Wargs were large, intelligent, organized, evil wolves that sometimes, perhaps often, allied with Orcs. They could be killed, skinned, and their skins or heads planted on poles, as Beorn did in _The Hobbit_. The had a language (many animals may have had languages in Tolkien’s mythos; for all we know, many animals in our own world have “languages” we humans don’t comprehend), and in _The Hobbit_, that language is presented as reasonably sophisticated. 

As Squint-eyed Southerner points out, however, Gandalf said the wolves or wargs that attacked the Nine Walkers in Eregion (I think the Company was in the old ring of the House of the Mírdain among the ruins of Ost-in-Edhil, but that’s not germane) “were no ordinary wolves” – *There were no dead wolf (or warg) bodies when the sun arose.* 

Even Draugluin the Wolf of Sauron left a body after losing his fight with Huan the Hound of Valinor, because Huan brought the skin (“hame”) of Draugluin to Beren and Lúthien in order to disguise Beren. These seeming wargs in Eregion did not leave mortal remains: they were some sort of sorcerous apparitions of Sauron; Gandalf even addressed their leader as “Hound of Sauron.” 

In our real world, a _werewolf_ (from the Anglo-Saxon for “man-wolf”) or _lycanthrope_ (the same, but in Greek) is likely a remembrance of ancient Proto-Indo-European warrior initiation rites. Both the Greeks and the Romans told tales of men who transformed into wolves, either through violating cultic prohibitions or because of witchcraft; the dark age Germanic-Nordic tradition famously includes the _berserkers_ (Old Norse “bear shirt”, one who wore the skin of a bear into battle), warriors who transformed themselves into fighting animals (or more properly, fought animalistically) such as bears or wolves: in _The Hobbit_, Beorn is one of these, and in line with the most ancient tales could actually _skin-change_ or _shapeshift_ at will into a gigantic bear. This short article from the Danish National Museum in Copenhagen outlines some historical views. (I have read in the past, but cannot find tonight, claims that William the Conqueror might have been a berserker.) However, the Catholic and Orthodox Churches _*strongly*_ discouraged such berserker tactics, since practitioners invoked traditional pagan gods and practices. 

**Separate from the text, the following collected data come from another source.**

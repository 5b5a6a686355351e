//! Structured telemetry initialisation for the embed layer.
//!
//! The embed layer lives inside a foreign host process that may already own a
//! global `tracing` subscriber. In that case events flow into the host's
//! subscriber and no error is raised.

use std::io::{self, IsTerminal};

use once_cell::sync::OnceCell;
use tracing::Subscriber;
use tracing_subscriber::EnvFilter;
use tracing_subscriber::fmt;

use wilton_embed_config::{LogFormat, LoggingSettings};

static TELEMETRY_GUARD: OnceCell<TelemetryHandle> = OnceCell::new();

/// Outcome of telemetry initialisation.
#[derive(Debug, Clone, Copy, PartialEq, Eq)]
pub enum TelemetryHandle {
    /// The embed layer installed the global subscriber.
    Installed,
    /// The host already installed one; events are routed there.
    External,
}

/// Errors encountered while configuring telemetry.
#[derive(Debug, thiserror::Error)]
pub enum TelemetryError {
    /// Failed to parse the configured log filter expression.
    #[error("invalid log filter: {0}")]
    Filter(String),
}

/// Configures the global tracing subscriber when invoked for the first time.
///
/// Later calls return the first outcome without touching global state.
///
/// # Errors
///
/// Returns [`TelemetryError::Filter`] when the first call carries an invalid
/// filter expression.
pub fn initialise(settings: &LoggingSettings) -> Result<TelemetryHandle, TelemetryError> {
    TELEMETRY_GUARD
        .get_or_try_init(|| install_subscriber(settings))
        .copied()
}

fn install_subscriber(settings: &LoggingSettings) -> Result<TelemetryHandle, TelemetryError> {
    let filter = EnvFilter::try_new(settings.log_filter())
        .map_err(|error| TelemetryError::Filter(error.to_string()))?;

    let builder = |filter: EnvFilter| {
        fmt::Subscriber::builder()
            .with_env_filter(filter)
            .with_target(true)
            .with_level(true)
            .with_writer(io::stderr)
            .with_ansi(io::stderr().is_terminal())
            .with_timer(tracing_subscriber::fmt::time::UtcTime::rfc_3339())
    };

    let subscriber: Box<dyn Subscriber + Send + Sync> = match settings.log_format() {
        LogFormat::Json => Box::new(builder(filter).json().flatten_event(true).finish()),
        LogFormat::Compact => Box::new(builder(filter).compact().finish()),
    };

    match tracing::subscriber::set_global_default(subscriber) {
        Ok(()) => Ok(TelemetryHandle::Installed),
        Err(_) => Ok(TelemetryHandle::External),
    }
}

Sauron is called “Lord of Werewolves”, but exactly what Tolkien meant by “werewolf” is unclear. Draugluin would seem to reference such a creature; Carcharoth the Red Maw another, particularly since we know that some evil spirit (presumably a fallen Maia) passed into the physical body of the wolf through the power of Morgoth. Certainly neither Draugluin nor Carcharoth transformed into Men, nor are they said to be Men transformed into wolves – _werwulf_, “man-wolf”. 

The closest thing to a proper “werewolf/man-wolf” is Beren sewn into the hame (skin) of Draugluin in order to disguise him as he and Lúthien (in the hame of Thuringwethil) approached Thangorodrim. The closest thing to a traditional berserker and shapeshifter is Beorn in _The Hobbit_, who is exactly that: a traditional berserker and shapeshifter. 

As for the “wargs” that attacked the Nine Walkers in Hollin, these do not seem to have been traditional _werewolves_, nor, as Gandalf observes, were they “ordinary wolves [wargs].” They fought and died on the hillock, but their remains were nowhere to be found once the sun arose. They were not men transformed into wolves or wargs: those would be traditional werewolves. They were not dead wolves (or wargs) animated by evil spirits: that would be necromancy. They appear to me to have been physical manifestations of _magia_, as Tolkien describes in _Letter_ 155:
The supremely bad motive is … domination of other “free” wills. The Enemy’s operations are … “magic” that produces real effects in the physical world. … [H]is _magia_ he uses to bulldoze both people and things… Their _magia_ the Elves and Gandalf use (sparingly): a _magia_ producing real results (like fire in a wet faggot) for specific beneficent purposes.​The wargs in Hollin were most likely _magia_, sorcerous physical manifestations of wargs produced by Sauron that could deliver real damage to the Company, and that could likewise be “killed,” eliminated from the fight, by the Nine Walkers and their weapons. 

And if that’s what Tolkien wants to call “werewolves,” well, he knew more about their place in traditional literature than I ever will. But they sure don’t look like “werewolves” to me.


----------